A torch beam wavered in the doorway and Jess materialised from the shadows.
‘In the shelter? What happened?’
Will hurried over to her. Probably for protection, thought Gaby.
Jess was wearing a hoodie over her pyjamas which were tucked into wellies, like Will’s. ‘Is everything OK?’
Will blinked. ‘It’s OK. Gaby decided to finish the field and fell asleep and rolled off the sofa. Disaster averted.’
‘I wouldn’t have said it was a disaster,’ said Gaby, fired up by his sudden change in attitude. ‘Sorry, Jess. I didn’t mean to worry you and Will.’
Jess stepped inside. ‘Have you finished the whole field?’
‘Sort of and then I must have nodded off.’
‘Will?’ Jess shone her torch right in his face as if he was a suspect she was about to interrogate.
He winced. ‘It’s not my fault. I never expected them to finish it all. And would you mind not pointing that light right in my eyes?’
Jess lowered the beam and spoke to Gaby kindly. ‘We didn’t expect you to do that. They were a new team. No one expects miracles on the first day,’ said Jess, obviously blaming Will for putting pressure on Gaby and her team.
‘It’s all fine,’ said Gaby, joining Jess. She was anxious to put space between her and Will now he’d gone so cold on her. ‘And I apologise for causing any anxiety and getting you both out of bed.
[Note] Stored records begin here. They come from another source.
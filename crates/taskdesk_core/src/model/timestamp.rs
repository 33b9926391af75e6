//! Canonical text codec for persisted timestamps.
//!
//! # Invariants
//! - Encoded values are UTC with millisecond precision and sort
//!   lexicographically in chronological order.
//! - Only years `0..=9999` are storable; `%Y` adds a sign outside that range.
//! - Decoding is lenient about legacy layouts but never guesses a timezone
//!   other than UTC.

use chrono::{DateTime, Datelike, NaiveDate, NaiveDateTime, SubsecRound, Utc};

const CANONICAL_FORMAT: &str = "%Y-%m-%dT%H:%M:%S%.3fZ";
pub const MIN_STORABLE_YEAR: i32 = 0;
pub const MAX_STORABLE_YEAR: i32 = 9999;

const NAIVE_FORMATS: &[&str] = &["%Y-%m-%dT%H:%M:%S%.f", "%Y-%m-%d %H:%M:%S%.f"];

/// Formats a timestamp in the canonical storage layout.
pub fn format_timestamp(value: DateTime<Utc>) -> String {
    value.format(CANONICAL_FORMAT).to_string()
}

/// Parses a stored timestamp.
///
/// Returns `None` when the text matches none of the accepted layouts.
pub fn parse_timestamp(value: &str) -> Option<DateTime<Utc>> {
    let trimmed = value.trim();
    if let Ok(parsed) = DateTime::parse_from_rfc3339(trimmed) {
        return Some(parsed.with_timezone(&Utc));
    }

    for format in NAIVE_FORMATS {
        if let Ok(parsed) = NaiveDateTime::parse_from_str(trimmed, format) {
            return Some(parsed.and_utc());
        }
    }

    NaiveDate::parse_from_str(trimmed, "%Y-%m-%d")
        .ok()
        .and_then(|date| date.and_hms_opt(0, 0, 0))
        .map(|datetime| datetime.and_utc())
}

/// Returns whether `value` encodes to text that [`parse_timestamp`] reads back.
pub fn is_storable(value: DateTime<Utc>) -> bool {
    (MIN_STORABLE_YEAR..=MAX_STORABLE_YEAR).contains(&value.year())
}

/// Drops sub-millisecond precision that storage would not keep.
pub fn to_storage_precision(value: DateTime<Utc>) -> DateTime<Utc> {
    value.trunc_subsecs(3)
}

/// Current time truncated to the precision kept by storage.
pub fn now_millis() -> DateTime<Utc> {
    to_storage_precision(Utc::now())
}

#[cfg(test)]
mod tests {
    use super::{format_timestamp, is_storable, parse_timestamp, to_storage_precision};
    use chrono::{TimeZone, Utc};

    #[test]
    fn canonical_format_roundtrips() {
        let value = Utc.with_ymd_and_hms(2026, 3, 9, 7, 5, 1).unwrap();
        let text = format_timestamp(value);
        assert_eq!(text, "2026-03-09T07:05:01.000Z");
        assert_eq!(parse_timestamp(&text), Some(value));
    }

    #[test]
    fn canonical_text_sorts_chronologically() {
        let earlier = format_timestamp(Utc.with_ymd_and_hms(2025, 12, 31, 23, 59, 59).unwrap());
        let later = format_timestamp(Utc.with_ymd_and_hms(2026, 1, 1, 0, 0, 0).unwrap());
        assert!(earlier < later);
    }

    #[test]
    fn legacy_layouts_are_accepted() {
        let expected = Utc.with_ymd_and_hms(2024, 5, 1, 12, 30, 0).unwrap();
        assert_eq!(parse_timestamp("2024-05-01 12:30:00"), Some(expected));
        assert_eq!(parse_timestamp("2024-05-01T12:30:00"), Some(expected));
        assert_eq!(parse_timestamp("2024-05-01T14:30:00+02:00"), Some(expected));
        assert_eq!(
            parse_timestamp("2024-05-01"),
            Some(Utc.with_ymd_and_hms(2024, 5, 1, 0, 0, 0).unwrap())
        );
    }

    #[test]
    fn four_digit_years_are_storable_and_others_are_not() {
        let last = Utc.with_ymd_and_hms(9999, 12, 31, 23, 59, 59).unwrap();
        assert!(is_storable(last));
        assert_eq!(parse_timestamp(&format_timestamp(last)), Some(last));

        let beyond = Utc.with_ymd_and_hms(10000, 1, 1, 0, 0, 0).unwrap();
        assert!(!is_storable(beyond));
        assert_eq!(parse_timestamp(&format_timestamp(beyond)), None);
        assert!(!is_storable(Utc.with_ymd_and_hms(-1, 1, 1, 0, 0, 0).unwrap()));
    }

    #[test]
    fn storage_precision_keeps_milliseconds_only() {
        let value = Utc.timestamp_opt(1_893_456_000, 1_500_000).unwrap();
        let truncated = to_storage_precision(value);
        assert_eq!(truncated.timestamp_subsec_nanos(), 1_000_000);
        assert_eq!(parse_timestamp(&format_timestamp(value)), Some(truncated));
    }

    #[test]
    fn garbage_is_rejected() {
        assert_eq!(parse_timestamp("tomorrow"), None);
        assert_eq!(parse_timestamp(""), None);
    }
}
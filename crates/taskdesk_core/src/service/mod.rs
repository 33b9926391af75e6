//! Core use-case services.
//!
//! # Responsibility
//! - Orchestrate repository calls into use-case level APIs.
//! - Keep UI layers decoupled from storage details and connection handling.

pub mod task_store;
use chrono::{Duration, TimeZone, Utc};
use taskdesk_core::{
    Category, ModelValidationError, Priority, RepoError, Status, StoreError, Task, TaskListQuery, TaskStore,
    DEFAULT_CATEGORIES,
};
use tempfile::TempDir;

fn new_store() -> (TempDir, TaskStore) {
    let dir = tempfile::tempdir().unwrap();
    let store = TaskStore::new(dir.path().join("tasks.db"));
    store.initialize().unwrap();
    (dir, store)
}

#[test]
fn initialize_is_idempotent_and_seeds_once() {
    let (_dir, store) = new_store();
    store.initialize().unwrap();

    let names: Vec<_> = store
        .get_categories()
        .into_iter()
        .map(|category| category.name)
        .collect();
    let expected: Vec<_> = DEFAULT_CATEGORIES
        .iter()
        .map(|(name, _)| name.to_string())
        .collect();
    assert_eq!(names, expected);
}

#[test]
fn initialize_fails_when_the_file_cannot_be_created() {
    let dir = tempfile::tempdir().unwrap();
    let store = TaskStore::new(dir.path().join("missing").join("nested").join("tasks.db"));

    let err = store.initialize().unwrap_err();
    assert!(matches!(err, StoreError::Initialization(_)));
}

#[test]
fn added_task_is_listed_once_with_assigned_identifier() {
    let (_dir, store) = new_store();
    let due = Utc::now() + Duration::days(3);
    let task = Task::new("Write tests")
        .with_description("store level")
        .with_priority(Priority::High)
        .with_due_date(due);

    let id = store.add_task(&task).unwrap();
    let all = store.get_all_tasks();

    assert_eq!(all.len(), 1);
    let stored = &all[0];
    assert_eq!(stored.id, Some(id));
    assert_eq!(stored.title, task.title);
    assert_eq!(stored.description, task.description);
    assert_eq!(stored.priority, task.priority);
    assert_eq!(stored.status, task.status);
    assert_eq!(stored.due_date, task.due_date);
    assert!(stored.created_at.is_some());
}

#[test]
fn sub_millisecond_due_date_reads_back_equal() {
    let (_dir, store) = new_store();
    let due = Utc.timestamp_opt(1_893_456_000, 1_500_000).unwrap();
    let task = Task::new("precise").with_due_date(due);

    let id = store.add_task(&task).unwrap();
    let stored = store.get_task(id).unwrap();

    assert_eq!(stored.due_date, task.due_date);
    assert_eq!(
        stored.due_date.map(|value| value.timestamp_subsec_millis()),
        Some(1)
    );
}

#[test]
fn far_future_due_date_is_rejected_instead_of_lost() {
    let (_dir, store) = new_store();
    let far = Utc.with_ymd_and_hms(10000, 1, 1, 0, 0, 0).unwrap();

    let err = store
        .add_task(&Task::new("far").with_due_date(far))
        .unwrap_err();
    assert!(matches!(
        err,
        StoreError::Storage(RepoError::Validation(
            ModelValidationError::TimestampOutOfRange { year: 10000, .. }
        ))
    ));
    assert!(store.get_all_tasks().is_empty());
}

#[test]
fn write_errors_propagate() {
    let (_dir, store) = new_store();

    let err = store.add_task(&Task::new("")).unwrap_err();
    assert!(matches!(err, StoreError::Storage(RepoError::Validation(_))));

    let err = store
        .add_task(&Task::new("dangling").with_category(9_999))
        .unwrap_err();
    assert!(matches!(err, StoreError::Storage(RepoError::Db(_))));
    assert!(store.get_all_tasks().is_empty());
}

#[test]
fn update_missing_task_returns_false_and_changes_nothing() {
    let (_dir, store) = new_store();
    let id = store.add_task(&Task::new("keep")).unwrap();
    let before = store.get_all_tasks();

    let mut ghost = Task::new("ghost");
    ghost.id = Some(id + 100);
    assert!(!store.update_task(&ghost).unwrap());
    assert_eq!(store.get_all_tasks(), before);
}

#[test]
fn non_positive_ids_are_reported_as_missing_by_every_write() {
    let (_dir, store) = new_store();
    store.add_task(&Task::new("keep")).unwrap();
    let before = store.get_all_tasks();

    for id in [0, -5] {
        let mut ghost = Task::new("ghost");
        ghost.id = Some(id);
        assert!(!store.update_task(&ghost).unwrap());
        assert!(!store.complete_task(id).unwrap());
        assert!(!store.delete_task(id).unwrap());
        assert!(!store.delete_category(id).unwrap());
    }
    assert_eq!(store.get_all_tasks(), before);
}

#[test]
fn update_complete_and_delete_report_success() {
    let (_dir, store) = new_store();
    let id = store.add_task(&Task::new("draft")).unwrap();

    let mut task = store.get_task(id).unwrap();
    task.title = "final".to_string();
    task.status = Status::InProgress;
    assert!(store.update_task(&task).unwrap());
    assert_eq!(store.get_task(id).unwrap().title, "final");

    assert!(store.complete_task(id).unwrap());
    assert!(store.get_task(id).unwrap().is_completed());

    assert!(store.delete_task(id).unwrap());
    assert!(!store.delete_task(id).unwrap());
    assert!(!store.complete_task(id).unwrap());
    assert!(store.get_task(id).is_none());
}

#[test]
fn add_category_rejects_case_insensitive_duplicates() {
    let (_dir, store) = new_store();

    let err = store
        .add_category(&Category::with_default_color("work"))
        .unwrap_err();
    assert!(matches!(
        err,
        StoreError::Storage(RepoError::DuplicateCategoryName(name)) if name == "Work"
    ));

    let id = store
        .add_category(&Category::new("Garden", "#00aa00"))
        .unwrap();
    assert!(store
        .get_categories()
        .iter()
        .any(|category| category.id == Some(id)));
}

#[test]
fn delete_missing_category_returns_false() {
    let (_dir, store) = new_store();
    assert!(!store.delete_category(12_345).unwrap());
    assert_eq!(store.get_categories().len(), DEFAULT_CATEGORIES.len());
}

#[test]
fn blank_search_is_the_same_as_listing_everything() {
    let (_dir, store) = new_store();
    store.add_task(&Task::new("alpha")).unwrap();
    store
        .add_task(&Task::new("beta").with_description("second"))
        .unwrap();

    assert_eq!(store.search_tasks(""), store.get_all_tasks());
    assert_eq!(store.search_tasks("   "), store.get_all_tasks());
    assert_eq!(store.search_tasks(" alp ").len(), 1);
    assert!(store.search_tasks("gamma").is_empty());
}

#[test]
fn filter_and_statistics_follow_stored_state() {
    let (_dir, store) = new_store();
    let high = store
        .add_task(&Task::new("fix prod").with_priority(Priority::High))
        .unwrap();
    store
        .add_task(&Task::new("tidy desk").with_priority(Priority::Low))
        .unwrap();
    store.complete_task(high).unwrap();

    let query = TaskListQuery {
        priority: Some(Priority::High),
        status: Some(Status::Completed),
        ..TaskListQuery::default()
    };
    let filtered = store.filter_tasks(&query);
    assert_eq!(filtered.len(), 1);
    assert_eq!(filtered[0].id, Some(high));

    let stats = store.statistics();
    assert_eq!((stats.total, stats.completed), (2, 1));
    assert_eq!(stats.progress_percent(), 50);
}

#[test]
fn reads_degrade_to_empty_when_the_store_is_unreachable() {
    let dir = tempfile::tempdir().unwrap();
    let store = TaskStore::new(dir.path().join("no").join("such").join("tasks.db"));

    assert!(store.get_all_tasks().is_empty());
    assert!(store.get_categories().is_empty());
    assert!(store.search_tasks("x").is_empty());
    assert!(store.get_task(1).is_none());
    assert_eq!(store.statistics().total, 0);
    assert!(store.add_task(&Task::new("nowhere")).is_err());
}

#[test]
fn categorized_task_survives_category_deletion_without_reference() {
    let dir = tempfile::tempdir().unwrap();
    // Not initialized, so no defaults are seeded; the schema is still created.
    let store = TaskStore::new(dir.path().join("scenario.db"));

    let work = store
        .add_category(&Category::new("Work", "#FF0000"))
        .unwrap();
    let personal = store
        .add_category(&Category::new("Personal", "#4ECDC4"))
        .unwrap();
    let tomorrow = Utc::now() + Duration::days(1);
    let milk = store
        .add_task(
            &Task::new("Buy milk")
                .with_priority(Priority::Low)
                .with_status(Status::Pending)
                .with_due_date(tomorrow)
                .with_category(personal),
        )
        .unwrap();

    let in_personal = store.get_tasks_by_category(personal);
    assert_eq!(in_personal.len(), 1);
    assert_eq!(in_personal[0].id, Some(milk));
    assert!(store.get_tasks_by_category(work).is_empty());

    assert!(store.delete_category(personal).unwrap());

    let all = store.get_all_tasks();
    assert_eq!(all.len(), 1);
    assert_eq!(all[0].id, Some(milk));
    assert_eq!(all[0].category_id, None);
    assert!(store
        .get_categories()
        .iter()
        .all(|category| category.id != Some(personal)));
}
Now, I’d really like to see mine, so shall we all go back inside?’
‘Why don’t you come into the farmhouse for a hot drink?’ said Jess. ‘Will, I think you’d better go inside and put the kettle on,’ she said pointedly.
&n
bsp; Gaby cringed. The last thing she wanted was to sit around the table playing happy families. The evening had turned awkward enough. ‘No honestly, I am OK.’
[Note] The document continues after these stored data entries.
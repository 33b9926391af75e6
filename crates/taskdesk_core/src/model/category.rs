//! Category domain model.

use crate::model::{validate_id, validate_timestamp, ModelValidationError};
use chrono::{DateTime, Utc};
use once_cell::sync::Lazy;
use regex::Regex;
use serde::{Deserialize, Serialize};

static WHITESPACE_RE: Lazy<Regex> = Lazy::new(|| Regex::new(r"\s+").expect("valid ws regex"));

/// Storage-assigned category identifier.
pub type CategoryId = i64;

/// Color used for categories created without an explicit choice.
pub const DEFAULT_CATEGORY_COLOR: &str = "#3498db";

/// Categories seeded on first start, as `(name, color)`.
pub const DEFAULT_CATEGORIES: &[(&str, &str)] = &[
    ("Work", "#FF6B6B"),
    ("Personal", "#4ECDC4"),
    ("Study", "#45B7D1"),
    ("Shopping", "#96CEB4"),
];

/// A named, colored grouping label for tasks.
#[derive(Debug, Clone, PartialEq, Eq, Serialize, Deserialize)]
pub struct Category {
    pub id: Option<CategoryId>,
    pub name: String,
    /// Free-form color text, usually a hex code. Not validated.
    pub color: String,
    pub created_at: Option<DateTime<Utc>>,
}

impl Category {
    pub fn new(name: impl Into<String>, color: impl Into<String>) -> Self {
        Self {
            id: None,
            name: name.into(),
            color: color.into(),
            created_at: None,
        }
    }

    /// Creates an unsaved category with `DEFAULT_CATEGORY_COLOR`.
    pub fn with_default_color(name: impl Into<String>) -> Self {
        Self::new(name, DEFAULT_CATEGORY_COLOR)
    }

    pub fn validate(&self) -> Result<(), ModelValidationError> {
        if self.name.trim().is_empty() {
            return Err(ModelValidationError::EmptyCategoryName);
        }
        validate_id(self.id)?;
        validate_timestamp("created_at", self.created_at)
    }
}

/// Normalizes a category name for storage and lookup.
///
/// Trims the ends and collapses inner whitespace runs to one space.
pub fn normalize_category_name(name: &str) -> String {
    WHITESPACE_RE.replace_all(name.trim(), " ").into_owned()
}
//! Display labels for closed enumerations.
//!
//! Labels are presentation text only. Storage always uses the stable codes
//! exposed by `Priority::code` / `Status::code`.

use crate::model::task::{Priority, Status};
use serde::{Deserialize, Serialize};

/// Interface language used to render labels.
#[derive(Debug, Clone, Copy, Default, PartialEq, Eq, Hash, Serialize, Deserialize)]
#[serde(rename_all = "snake_case")]
pub enum Language {
    #[default]
    English,
    Russian,
}

impl Language {
    pub const ALL: [Language; 2] = [Language::English, Language::Russian];
}

impl Priority {
    /// Returns the human-readable label for this priority.
    pub fn label(self, language: Language) -> &'static str {
        match (language, self) {
            (Language::English, Priority::Low) => "Low",
            (Language::English, Priority::Medium) => "Medium",
            (Language::English, Priority::High) => "High",
            (Language::Russian, Priority::Low) => "Низкий",
            (Language::Russian, Priority::Medium) => "Средний",
            (Language::Russian, Priority::High) => "Высокий",
        }
    }

    /// Resolves a label in any supported language back to its value.
    pub fn from_label(label: &str) -> Option<Self> {
        Priority::ALL.into_iter().find(|priority| {
            Language::ALL
                .iter()
                .any(|language| priority.label(*language) == label)
        })
    }
}

impl Status {
    /// Returns the human-readable label for this status.
    pub fn label(self, language: Language) -> &'static str {
        match (language, self) {
            (Language::English, Status::Pending) => "Pending",
            (Language::English, Status::InProgress) => "In progress",
            (Language::English, Status::Completed) => "Completed",
            (Language::Russian, Status::Pending) => "В ожидании",
            (Language::Russian, Status::InProgress) => "В процессе",
            (Language::Russian, Status::Completed) => "Завершено",
        }
    }

    /// Resolves a label in any supported language back to its value.
    pub fn from_label(label: &str) -> Option<Self> {
        Status::ALL.into_iter().find(|status| {
            Language::ALL
                .iter()
                .any(|language| status.label(*language) == label)
        })
    }
}
//! Schema migrations for the task database.
//!
//! Each step is applied inside one transaction together with the
//! `PRAGMA user_version` bump, so a failing step leaves the file at the
//! version it had before the open.
//!
//! Steps never drop tasks. Files written by the predecessor app are upgraded
//! in place: label text becomes storage codes, timestamps are rewritten to
//! the canonical layout, and case-variant category names are merged.

use crate::db::{DbError, DbResult};
use log::{error, info};
use rusqlite::Connection;

struct SchemaStep {
    version: u32,
    name: &'static str,
    sql: &'static str,
}

const SCHEMA_STEPS: &[SchemaStep] = &[
    SchemaStep {
        version: 1,
        name: "init",
        sql: include_str!("0001_init.sql"),
    },
    SchemaStep {
        version: 2,
        name: "task_indexes",
        sql: include_str!("0002_task_indexes.sql"),
    },
];

/// Schema version written by the newest step this build knows.
pub fn latest_version() -> u32 {
    SCHEMA_STEPS.last().map_or(0, |step| step.version)
}

/// Brings `conn` up to [`latest_version`].
///
/// # Errors
/// - `UnsupportedSchemaVersion` when the file was written by a newer build.
/// - `Migration` naming the first step that failed; nothing is committed.
pub fn apply_migrations(conn: &mut Connection) -> DbResult<()> {
    let from_version = current_user_version(conn)?;
    let latest = latest_version();
    if from_version > latest {
        return Err(DbError::UnsupportedSchemaVersion {
            db_version: from_version,
            latest_supported: latest,
        });
    }

    let pending: Vec<&SchemaStep> = SCHEMA_STEPS
        .iter()
        .filter(|step| step.version > from_version)
        .collect();
    if pending.is_empty() {
        return Ok(());
    }

    let tx = conn.transaction()?;
    for step in pending {
        let applied = tx
            .execute_batch(step.sql)
            .and_then(|()| tx.pragma_update(None, "user_version", step.version));
        if let Err(source) = applied {
            error!(
                "event=db_migrate module=db status=error version={} step={} error={}",
                step.version, step.name, source
            );
            return Err(DbError::Migration {
                version: step.version,
                name: step.name,
                source,
            });
        }
    }
    tx.commit()?;

    info!(
        "event=db_migrate module=db status=ok from_version={} to_version={}",
        from_version, latest
    );
    Ok(())
}

/// Reads `PRAGMA user_version`.
pub fn current_user_version(conn: &Connection) -> DbResult<u32> {
    Ok(conn.pragma_query_value(None, "user_version", |row| row.get::<_, u32>(0))?)
}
‘Let’s get you warmed up first and then we can all go to bed. Will. Kettle.’
Still in two minds about accepting the offer, Gaby finally decided that it would cause more fuss if she refused. She walked with Jess and Will out of the shelter and through the back door into the farmhouse kitchen. The heat from the still warm Aga hit her immediately and she sat down on an old carver chair at the scrubbed table.
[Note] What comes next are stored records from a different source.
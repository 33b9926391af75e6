//! Task database access: opening, schema upgrades and default categories.
//!
//! Every connection handed out by this module has foreign keys enforced and
//! the schema at [`migrations::latest_version`]. Seeding is separate and
//! only runs when the store is initialized.

use std::error::Error;
use std::fmt::{Display, Formatter};

pub mod migrations;
mod open;
mod seed;

pub use open::{open_db, open_db_in_memory};
pub use seed::seed_default_categories;

pub type DbResult<T> = Result<T, DbError>;

#[derive(Debug)]
pub enum DbError {
    Sqlite(rusqlite::Error),
    UnsupportedSchemaVersion {
        db_version: u32,
        latest_supported: u32,
    },
    /// A schema step failed; the file keeps its previous version.
    Migration {
        version: u32,
        name: &'static str,
        source: rusqlite::Error,
    },
}

impl Display for DbError {
    fn fmt(&self, f: &mut Formatter<'_>) -> std::fmt::Result {
        match self {
            Self::Sqlite(err) => write!(f, "{err}"),
            Self::UnsupportedSchemaVersion {
                db_version,
                latest_supported,
            } => write!(
                f,
                "database schema version {db_version} is newer than supported {latest_supported}"
            ),
            Self::Migration {
                version,
                name,
                source,
            } => write!(f, "schema step {version} ({name}) failed: {source}"),
        }
    }
}

impl Error for DbError {
    fn source(&self) -> Option<&(dyn Error + 'static)> {
        match self {
            Self::Sqlite(err) => Some(err),
            Self::Migration { source, .. } => Some(source),
            Self::UnsupportedSchemaVersion { .. } => None,
        }
    }
}

impl From<rusqlite::Error> for DbError {
    fn from(value: rusqlite::Error) -> Self {
        Self::Sqlite(value)
    }
}
//! Task domain model.
//!
//! # Responsibility
//! - Define the task record persisted in the `tasks` table.
//! - Map priority/status enumerations to stable storage codes.
//!
//! # Invariants
//! - `title` is non-empty after trimming.
//! - `created_at` is set once at first write and never changed by updates.
//! - `category_id` is a weak reference; it may become `None` when the
//!   category is deleted.

use crate::model::category::CategoryId;
use crate::model::timestamp::to_storage_precision;
use crate::model::{validate_id, validate_timestamp, ModelValidationError};
use chrono::{DateTime, Utc};
use serde::{Deserialize, Serialize};

/// Storage-assigned task identifier.
pub type TaskId = i64;

/// Task urgency.
#[derive(Debug, Clone, Copy, Default, PartialEq, Eq, Hash, Serialize, Deserialize)]
#[serde(rename_all = "snake_case")]
pub enum Priority {
    Low,
    #[default]
    Medium,
    High,
}

impl Priority {
    pub const ALL: [Priority; 3] = [Priority::Low, Priority::Medium, Priority::High];

    /// Stable storage code.
    pub fn code(self) -> &'static str {
        match self {
            Priority::Low => "low",
            Priority::Medium => "medium",
            Priority::High => "high",
        }
    }

    /// Parses a storage code. Unknown codes return `None`.
    pub fn from_code(value: &str) -> Option<Self> {
        match value {
            "low" => Some(Priority::Low),
            "medium" => Some(Priority::Medium),
            "high" => Some(Priority::High),
            _ => None,
        }
    }
}

/// Task progress.
#[derive(Debug, Clone, Copy, Default, PartialEq, Eq, Hash, Serialize, Deserialize)]
#[serde(rename_all = "snake_case")]
pub enum Status {
    #[default]
    Pending,
    InProgress,
    Completed,
}

impl Status {
    pub const ALL: [Status; 3] = [Status::Pending, Status::InProgress, Status::Completed];

    /// Stable storage code.
    pub fn code(self) -> &'static str {
        match self {
            Status::Pending => "pending",
            Status::InProgress => "in_progress",
            Status::Completed => "completed",
        }
    }

    /// Parses a storage code. Unknown codes return `None`.
    pub fn from_code(value: &str) -> Option<Self> {
        match value {
            "pending" => Some(Status::Pending),
            "in_progress" => Some(Status::InProgress),
            "completed" => Some(Status::Completed),
            _ => None,
        }
    }
}

/// A user-tracked unit of work.
#[derive(Debug, Clone, PartialEq, Eq, Serialize, Deserialize)]
pub struct Task {
    /// `None` until the task is persisted.
    pub id: Option<TaskId>,
    pub title: String,
    /// May be empty.
    pub description: String,
    pub priority: Priority,
    pub status: Status,
    /// Stored with millisecond precision.
    pub due_date: Option<DateTime<Utc>>,
    /// Filled by storage on insert when absent.
    pub created_at: Option<DateTime<Utc>>,
    pub category_id: Option<CategoryId>,
}

impl Task {
    /// Creates an unsaved task with default priority and status.
    pub fn new(title: impl Into<String>) -> Self {
        Self {
            id: None,
            title: title.into(),
            description: String::new(),
            priority: Priority::default(),
            status: Status::default(),
            due_date: None,
            created_at: None,
            category_id: None,
        }
    }

    pub fn with_description(mut self, description: impl Into<String>) -> Self {
        self.description = description.into();
        self
    }

    pub fn with_priority(mut self, priority: Priority) -> Self {
        self.priority = priority;
        self
    }

    pub fn with_status(mut self, status: Status) -> Self {
        self.status = status;
        self
    }

    /// Sets the due date, truncated to millisecond precision.
    pub fn with_due_date(mut self, due_date: DateTime<Utc>) -> Self {
        self.due_date = Some(to_storage_precision(due_date));
        self
    }

    pub fn with_category(mut self, category_id: CategoryId) -> Self {
        self.category_id = Some(category_id);
        self
    }

    /// Validates persisted-state invariants.
    ///
    /// # Errors
    /// - `EmptyTitle` when the title is blank.
    /// - `InvalidId` when `id` or `category_id` is not positive.
    /// - `TimestampOutOfRange` when `due_date` or `created_at` falls outside
    ///   years `0..=9999`.
    pub fn validate(&self) -> Result<(), ModelValidationError> {
        if self.title.trim().is_empty() {
            return Err(ModelValidationError::EmptyTitle);
        }
        validate_id(self.id)?;
        validate_id(self.category_id)?;
        validate_timestamp("due_date", self.due_date)?;
        validate_timestamp("created_at", self.created_at)
    }

    pub fn is_completed(&self) -> bool {
        self.status == Status::Completed
    }

    /// Returns whether the due date has passed for an unfinished task.
    pub fn is_overdue(&self, now: DateTime<Utc>) -> bool {
        !self.is_completed() && self.due_date.is_some_and(|due| due < now)
    }
}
Will leant his bottom against the worktop, shooting glances at her when he thought she wasn’t looking. His feet were now bare and he’d put on an old faded hoodie as well as the pyjama bottoms. She knew he had nothing on under the hoodie or pyjamas because she’d had her hands all over his gorgeous, smooth, bare skin. He probably slept in the nude, Gaby thought, and shifted uncomfortably in her seat.
‘Tea or coffee? Or hot chocolate?’ Jess asked.
‘Chocolate, please.’ The words came out as a squeak. With Will brooding sexily a few feet from her, Gaby thought it was all getting very Cold Comfort Farm.
‘I’ll get the biscuits,’ Will muttered darkly. ‘Or there’s some fruit cake. If you fancy it.’
‘I do fancy it,’ she said. ‘Thanks.’
There was a large scrubbed oak table with grooves and dents that testified to its many decades of use. Initials had been scratched in the table: WG, and a failed attempt had been made to polish them out. No prizes for guessing whose they were. Gaby imagined Anna or their father giving Will a telling-off for carving them. However, despite the slight air of shabbiness, the framed prints of old Scilly scenes and the vintage china on the dresser gave the room a cosy feel that perfectly suited the age of the building. Family history was ingrained into every beam and picture. The farm was clearly part of Will’s DNA.
When Jess opened the fridge to get the milk, Gaby noticed a couple of photos of Will, Jess and their mother tacked by magnets onto the door. There were none of their father, as far as Gaby could see, which was hardly surprising since he’d left in acrimonious circumstances. Some of the experienced workers had long ago warned Gaby not to mention him.